Махнул на все рукой и полез на полок. Обжег нежные места о жаркие доски, плакал от горького наверху дыма, махал так и этак, чтоб не сильно припекало, тяжелым каким-то веником — и проклинал свою родимую материальную культуру.
«У-у, живут же люди,— думал он,— лес под боком, паны позалезли в долги и сводят его под корень, а они, ежегодно пуская на водку не одну добрую баню, моются в такой, что... чтоб она сгорела в чистом поле такая»...
— Духу поддайте! Эх, хлопцы! — из кожи вон лез Микита, снова требуя пару.
— Пользуйся, дядька! Грейся! — отозвался его племянник Яхим, имевший прозвище «Веселая голова и гнилые кишки»,— и жах! полный корец на печку.
— Холодно! Мерзну! — хорохорился Микита, зная свою славу: никто не пересидит его в самом жарком пару.
— И так горим! — буркнул, не удержавшись, Лявон, сидя возле него и поливая холодной водой голову. Он в сердцах подумал о том, что сын Микиты, Панас, пьет вонючую ханжу, как воду, а сама старая Микитиха натирает ею ноги в бане. Вот и сегодня насмердит здесь так, что не продохнуть, когда будут мыться бабы... Подумал он тут же, что и его мать кормит кабанов в хате, а не в хлеву и что дома у них никак не может быть чисто. Одним словом, плохо со всех сторон.

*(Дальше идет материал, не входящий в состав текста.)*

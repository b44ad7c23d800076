//! Moves and the ways they can be refused.

use super::selector::NoLegalMove;
use super::types::{Mark, PlaceError};
use serde::{Deserialize, Serialize};

/// A mark placed on a cell.
#[derive(Debug, Clone, Copy, PartialEq, Eq, Hash, Serialize, Deserialize)]
pub struct Move {
    /// Who moved.
    pub mark: Mark,
    /// Board index (0-8).
    pub index: usize,
}

impl Move {
    /// Creates a new move.
    pub fn new(mark: Mark, index: usize) -> Self {
        Self { mark, index }
    }
}

impl std::fmt::Display for Move {
    fn fmt(&self, f: &mut std::fmt::Formatter<'_>) -> std::fmt::Result {
        write!(f, "{} -> {}", self.mark, self.index)
    }
}

/// Turn a game session is waiting for.
#[derive(Debug, Clone, Copy, PartialEq, Eq, Hash, Serialize, Deserialize, strum::Display)]
pub enum Turn {
    /// The human player is to move.
    #[strum(to_string = "awaiting player move")]
    Player,
    /// The computer is to move.
    #[strum(to_string = "awaiting computer move")]
    Computer,
    /// The game has ended.
    #[strum(to_string = "finished")]
    Finished,
}

/// Broad category of a [`MoveError`].
#[derive(Debug, Clone, Copy, PartialEq, Eq, Hash)]
pub enum MoveErrorKind {
    /// Bad cell: out of range or occupied.
    InvalidMove,
    /// Right cell, wrong moment.
    IllegalMove,
    /// Computer asked to move on a full board.
    NoLegalMove,
}

/// Error returned when a move is refused. State is never changed.
#[derive(Debug, Clone, Copy, PartialEq, Eq, derive_more::Display)]
pub enum MoveError {
    /// Index outside 0-8.
    #[display("Invalid move: cell {} is out of range (0-8)", _0)]
    OutOfRange(usize),

    /// The cell already holds a mark.
    #[display("Invalid move: cell {} is already occupied", _0)]
    Occupied(usize),

    /// The session is not waiting for this side to move.
    #[display("Illegal move: {} cannot move while {}", mover, turn)]
    WrongTurn {
        /// Side that tried to move.
        mover: Mark,
        /// What the session was waiting for.
        turn: Turn,
    },

    /// The selector found no empty cell.
    #[display("No legal move: the board is full")]
    NoLegalMove,
}

impl MoveError {
    /// Classifies this error.
    pub fn kind(&self) -> MoveErrorKind {
        match self {
            MoveError::OutOfRange(_) | MoveError::Occupied(_) => MoveErrorKind::InvalidMove,
            MoveError::WrongTurn { .. } => MoveErrorKind::IllegalMove,
            MoveError::NoLegalMove => MoveErrorKind::NoLegalMove,
        }
    }
}

impl std::error::Error for MoveError {}

impl From<PlaceError> for MoveError {
    fn from(err: PlaceError) -> Self {
        match err {
            PlaceError::OutOfRange(index) => MoveError::OutOfRange(index),
            PlaceError::Occupied(index) => MoveError::Occupied(index),
        }
    }
}

impl From<NoLegalMove> for MoveError {
    fn from(_: NoLegalMove) -> Self {
        MoveError::NoLegalMove
    }
}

— Ну и пан же наш агроном! — балагурил Микита.— Духу боится Рыгорович... А мне, мужику, любота,— кричал он.— Дай боже навек!
Лявону приходилось, стиснув зубы, молчать. «Какого там черта пан,— с острой обидой в душе злился он на все Темнолесье,— свиньи, а не люди... Я вез домой книжки, чтобы читать им, а они все вечера, каждый праздник играют в карты в хате
— Постой, Лявон, куда ты? — позвал отец.— Сейчас Лавринька воды принесет, будем обдаваться.
— Ладно, ладно! — сказал он и, не в силах уже вынести всех обид для тела и мыслей, вышел, как пьяный, в предбанник, схватил одежду и старательно, как только мог, начал, не ополоснувшись чистой водой, с прилипшими к телу листочками от веника, одеваться.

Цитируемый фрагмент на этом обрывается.